I must admit that it is a little intimidating, as a writer, to approach the Frye Art Museum’s Genius/21 Century/Seattle exhibit, running from September 26, 2015 to January 10, 2016. There is just too much good stuff curated and/or sponsored by the Frye from among winners of The Stranger’s Genius Award.

The Genius exhibit challenges what it means to be a viewer, an artist, and an art museum.

I am only going to get into the particulars of one piece here, zoe I juniper’s We were., 2015, an installation with a durational performance on November 12, 2015. Zoe Scofield and Juniper Shuey are 2008 Artist Trust Grants for Artist Projects and Fellowship award recipients in performance. They received their Genius Award in 2013 in performance.

If you are the kind of viewer who wants to sit with one piece for an hour (or six) then this is a good choice for you; zoe I juniper will be doing their thing one last time on December 3, 2015 from 12:00-6:00 pm. I found myself lingering at the Frye from about 1:00-4:30 pm on November 12th; I had intended to head out a little earlier, but I was entranced.
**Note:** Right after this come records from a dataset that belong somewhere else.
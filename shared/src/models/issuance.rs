//! Issued uniform record models

use chrono::{DateTime, NaiveDate, Utc};
use serde::{Deserialize, Serialize};
use uuid::Uuid;

/// A record of uniforms handed to a student, tied one-to-one with a stock
/// decrement. Unlike movements, issued records are mutable: editing the
/// quantity applies a reconciliation delta back to the item, and deleting
/// the record restores its quantity.
#[derive(Debug, Clone, Serialize, Deserialize, sqlx::FromRow)]
pub struct IssuedRecord {
    pub id: Uuid,
    pub student_name: String,
    /// Weak reference; the uniform item may have been deleted since.
    pub uniform_id: Uuid,
    pub quantity_taken: i32,
    pub issue_date: NaiveDate,
    pub created_at: DateTime<Utc>,
}

/// An issued record joined with uniform display fields.
#[derive(Debug, Clone, Serialize, sqlx::FromRow)]
pub struct IssuedRecordWithDetails {
    pub id: Uuid,
    pub student_name: String,
    pub uniform_id: Uuid,
    pub quantity_taken: i32,
    pub issue_date: NaiveDate,
    pub created_at: DateTime<Utc>,
    /// Falls back to "Deleted Item" when the uniform no longer exists.
    pub uniform_name: String,
    /// Falls back to "Uncategorized" when the uniform no longer exists.
    pub uniform_category: String,
}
If you enter the zoe I juniper space you may be invited to lie down on the floor as the dancers move around you, or witness a blindfolded dancer being gently danced away from colliding with you. You could also find yourself defined as a point in space for dancers to move in relation to, or witness the dancers exploring new ways to orient themselves to each other. I had the pleasure of viewing or experiencing all of these happenings.

Have I mentioned yet that there is no stage here? 

You will sit or stand around the edges of the room, and you may have to move around as the focal point shifts throughout the space. 

If the dancers are not present when you come you will still have the pleasure of viewing videos of past performances projected onto the white string curtains that dot the room, dripping to the floor from hoops on the ceiling. In some videos female dancers slowly twirl. Across two other curtains a male and a female character grunt and howl at each other, baring their teeth; their floor-to-ceiling heads are both grotesque and beautiful. 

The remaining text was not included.